» **Task item**: Return the records below word for word.

» **Input for this task**:
//! Delivery of chunk updates to whoever is watching a chunk.
//!
//! Chunks only know the [`ChunkObservers`] trait. [`ChunkSubscribers`] is the
//! in-process implementation: each viewer subscribes to the chunks it has
//! loaded and drains encoded packets from a channel.

use std::sync::Arc;

use crossbeam_channel::{Receiver, Sender, unbounded};
use dashmap::DashMap;

use crate::coords::ChunkCoord;

/// Receives encoded packets addressed to all viewers of a chunk.
pub trait ChunkObservers: Send + Sync {
    /// Delivers `packet` to every current observer of `coord`.
    fn multicast(&self, coord: ChunkCoord, packet: &[u8]);
}

/// Per-chunk subscriber lists backed by unbounded channels.
///
/// Receivers that have been dropped are pruned on the next multicast to
/// their chunk.
#[derive(Default)]
pub struct ChunkSubscribers {
    subscribers: DashMap<ChunkCoord, Vec<Sender<Arc<[u8]>>>>,
}

impl ChunkSubscribers {
    /// Creates an empty registry.
    pub fn new() -> Self {
        Self::default()
    }

    /// Registers a new viewer of `coord` and returns its packet stream.
    pub fn subscribe(&self, coord: ChunkCoord) -> Receiver<Arc<[u8]>> {
        let (tx, rx) = unbounded();
        self.subscribers.entry(coord).or_default().push(tx);
        rx
    }

    /// Drops every viewer of `coord`.
    pub fn unsubscribe_all(&self, coord: ChunkCoord) {
        self.subscribers.remove(&coord);
    }

    /// Number of live-or-not-yet-pruned viewers of `coord`.
    pub fn observer_count(&self, coord: ChunkCoord) -> usize {
        self.subscribers.get(&coord).map_or(0, |subs| subs.len())
    }
}

impl ChunkObservers for ChunkSubscribers {
    fn multicast(&self, coord: ChunkCoord, packet: &[u8]) {
        let Some(mut subs) = self.subscribers.get_mut(&coord) else {
            return;
        };
        let packet: Arc<[u8]> = Arc::from(packet);
        subs.retain(|tx| tx.send(Arc::clone(&packet)).is_ok());
        tracing::trace!("multicast {} bytes to {} viewers of {coord}", packet.len(), subs.len());
    }
}
//! The request interface other subsystems use to reach a shard.
//!
//! All requests are fire-and-forget: they are queued on the owning shard and
//! return immediately. Failures are logged on the shard and counted in its
//! [`ShardStats`](crate::shard::ShardStats).

use std::sync::Arc;

use crate::chunk::BlockId;
use crate::coords::{BlockPos, ChunkCoord, ShardCoord};
use crate::entity::NonPlayerEntity;
use crate::shard::{RejectedTransfer, Shard};

/// Requests that can be made of a shard.
pub trait ShardClient: Send + Sync {
    /// Marks blocks in the shard as active.
    fn req_set_active_blocks(&self, blocks: Vec<BlockPos>);

    /// Hands `entity` to the chunk at `chunk`. If the chunk is unavailable
    /// the entity is dropped.
    fn req_transfer_entity(&self, chunk: ChunkCoord, entity: Box<dyn NonPlayerEntity>);

    /// Writes a block.
    fn req_set_block(&self, pos: BlockPos, block: BlockId, metadata: u8);

    /// Releases the connection to the shard.
    fn disconnect(&self);
}

/// A [`ShardClient`] for a shard running in this process.
#[derive(Clone, Debug)]
pub struct LocalShardClient {
    shard: Arc<Shard>,
}

impl LocalShardClient {
    /// Wraps a running shard.
    pub fn new(shard: Arc<Shard>) -> Self {
        Self { shard }
    }

    /// The shard this client talks to.
    pub fn shard_coord(&self) -> ShardCoord {
        self.shard.coord()
    }
}

impl ShardClient for LocalShardClient {
    fn req_set_active_blocks(&self, blocks: Vec<BlockPos>) {
        let result = self.shard.enqueue(move |ctx| {
            ctx.set_blocks_active(blocks);
        });
        if let Err(e) = result {
            tracing::warn!("active block request lost: {e}");
        }
    }

    fn req_transfer_entity(&self, chunk: ChunkCoord, entity: Box<dyn NonPlayerEntity>) {
        let id = entity.id();
        let result = self.shard.enqueue(move |ctx| {
            if let Err(RejectedTransfer { entity, reason }) = ctx.transfer_entity(chunk, entity) {
                tracing::warn!(
                    "dropping entity {} bound for chunk {chunk}: {reason}",
                    entity.id()
                );
                ctx.stats().record_dropped_transfer();
            }
        });
        if let Err(e) = result {
            tracing::warn!("dropping entity {id} bound for chunk {chunk}: {e}");
            self.shard.stats().record_dropped_transfer();
        }
    }

    fn req_set_block(&self, pos: BlockPos, block: BlockId, metadata: u8) {
        let result = self.shard.enqueue(move |ctx| {
            if let Err(e) = ctx.set_block(pos, block, metadata) {
                tracing::warn!("set block at {pos} failed: {e}");
            }
        });
        if let Err(e) = result {
            tracing::warn!("set block request for {pos} lost: {e}");
        }
    }

    fn disconnect(&self) {}
}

» **Written answer**:
//! Delivery of chunk updates to whoever is watching a chunk.
//!
//! Chunks only know the [`ChunkObservers`] trait. [`ChunkSubscribers`] is the
//! in-process implementation: each viewer subscribes to the chunks it has
//! loaded and drains encoded packets from a channel.

use std::sync::Arc;

use crossbeam_channel::{Receiver, Sender, unbounded};
use dashmap::DashMap;

use crate::coords::ChunkCoord;

/// Receives encoded packets addressed to all viewers of a chunk.
pub trait ChunkObservers: Send + Sync {
    /// Delivers `packet` to every current observer of `coord`.
    fn multicast(&self, coord: ChunkCoord, packet: &[u8]);
}

/// Per-chunk subscriber lists backed by unbounded channels.
///
/// Receivers that have been dropped are pruned on the next multicast to
/// their chunk.
#[derive(Default)]
pub struct ChunkSubscribers {
    subscribers: DashMap<ChunkCoord, Vec<Sender<Arc<[u8]>>>>,
}

impl ChunkSubscribers {
    /// Creates an empty registry.
    pub fn new() -> Self {
        Self::default()
    }

    /// Registers a new viewer of `coord` and returns its packet stream.
    pub fn subscribe(&self, coord: ChunkCoord) -> Receiver<Arc<[u8]>> {
        let (tx, rx) = unbounded();
        self.subscribers.entry(coord).or_default().push(tx);
        rx
    }

    /// Drops every viewer of `coord`.
    pub fn unsubscribe_all(&self, coord: ChunkCoord) {
        self.subscribers.remove(&coord);
    }

    /// Number of live-or-not-yet-pruned viewers of `coord`.
    pub fn observer_count(&self, coord: ChunkCoord) -> usize {
        self.subscribers.get(&coord).map_or(0, |subs| subs.len())
    }
}

impl ChunkObservers for ChunkSubscribers {
    fn multicast(&self, coord: ChunkCoord, packet: &[u8]) {
        let Some(mut subs) = self.subscribers.get_mut(&coord) else {
            return;
        };
        let packet: Arc<[u8]> = Arc::from(packet);
        subs.retain(|tx| tx.send(Arc::clone(&packet)).is_ok());
        tracing::trace!("multicast {} bytes to {} viewers of {coord}", packet.len(), subs.len());
    }
}
//! The request interface other subsystems use to reach a shard.
//!
//! All requests are fire-and-forget: they are queued on the owning shard and
//! return immediately. Failures are logged on the shard and counted in its
//! [`ShardStats`](crate::shard::ShardStats).

use std::sync::Arc;

use crate::chunk::BlockId;
use crate::coords::{BlockPos, ChunkCoord, ShardCoord};
use crate::entity::NonPlayerEntity;
use crate::shard::{RejectedTransfer, Shard};

/// Requests that can be made of a shard.
pub trait ShardClient: Send + Sync {
    /// Marks blocks in the shard as active.
    fn req_set_active_blocks(&self, blocks: Vec<BlockPos>);

    /// Hands `entity` to the chunk at `chunk`. If the chunk is unavailable
    /// the entity is dropped.
    fn req_transfer_entity(&self, chunk: ChunkCoord, entity: Box<dyn NonPlayerEntity>);

    /// Writes a block.
    fn req_set_block(&self, pos: BlockPos, block: BlockId, metadata: u8);

    /// Releases the connection to the shard.
    fn disconnect(&self);
}

/// A [`ShardClient`] for a shard running in this process.
#[derive(Clone, Debug)]
pub struct LocalShardClient {
    shard: Arc<Shard>,
}

impl LocalShardClient {
    /// Wraps a running shard.
    pub fn new(shard: Arc<Shard>) -> Self {
        Self { shard }
    }

    /// The shard this client talks to.
    pub fn shard_coord(&self) -> ShardCoord {
        self.shard.coord()
    }
}

impl ShardClient for LocalShardClient {
    fn req_set_active_blocks(&self, blocks: Vec<BlockPos>) {
        let result = self.shard.enqueue(move |ctx| {
            ctx.set_blocks_active(blocks);
        });
        if let Err(e) = result {
            tracing::warn!("active block request lost: {e}");
        }
    }

    fn req_transfer_entity(&self, chunk: ChunkCoord, entity: Box<dyn NonPlayerEntity>) {
        let id = entity.id();
        let result = self.shard.enqueue(move |ctx| {
            if let Err(RejectedTransfer { entity, reason }) = ctx.transfer_entity(chunk, entity) {
                tracing::warn!(
                    "dropping entity {} bound for chunk {chunk}: {reason}",
                    entity.id()
                );
                ctx.stats().record_dropped_transfer();
            }
        });
        if let Err(e) = result {
            tracing::warn!("dropping entity {id} bound for chunk {chunk}: {e}");
            self.shard.stats().record_dropped_transfer();
        }
    }

    fn req_set_block(&self, pos: BlockPos, block: BlockId, metadata: u8) {
        let result = self.shard.enqueue(move |ctx| {
            if let Err(e) = ctx.set_block(pos, block, metadata) {
                tracing::warn!("set block at {pos} failed: {e}");
            }
        });
        if let Err(e) = result {
            tracing::warn!("set block request for {pos} lost: {e}");
        }
    }

    fn disconnect(&self) {}
}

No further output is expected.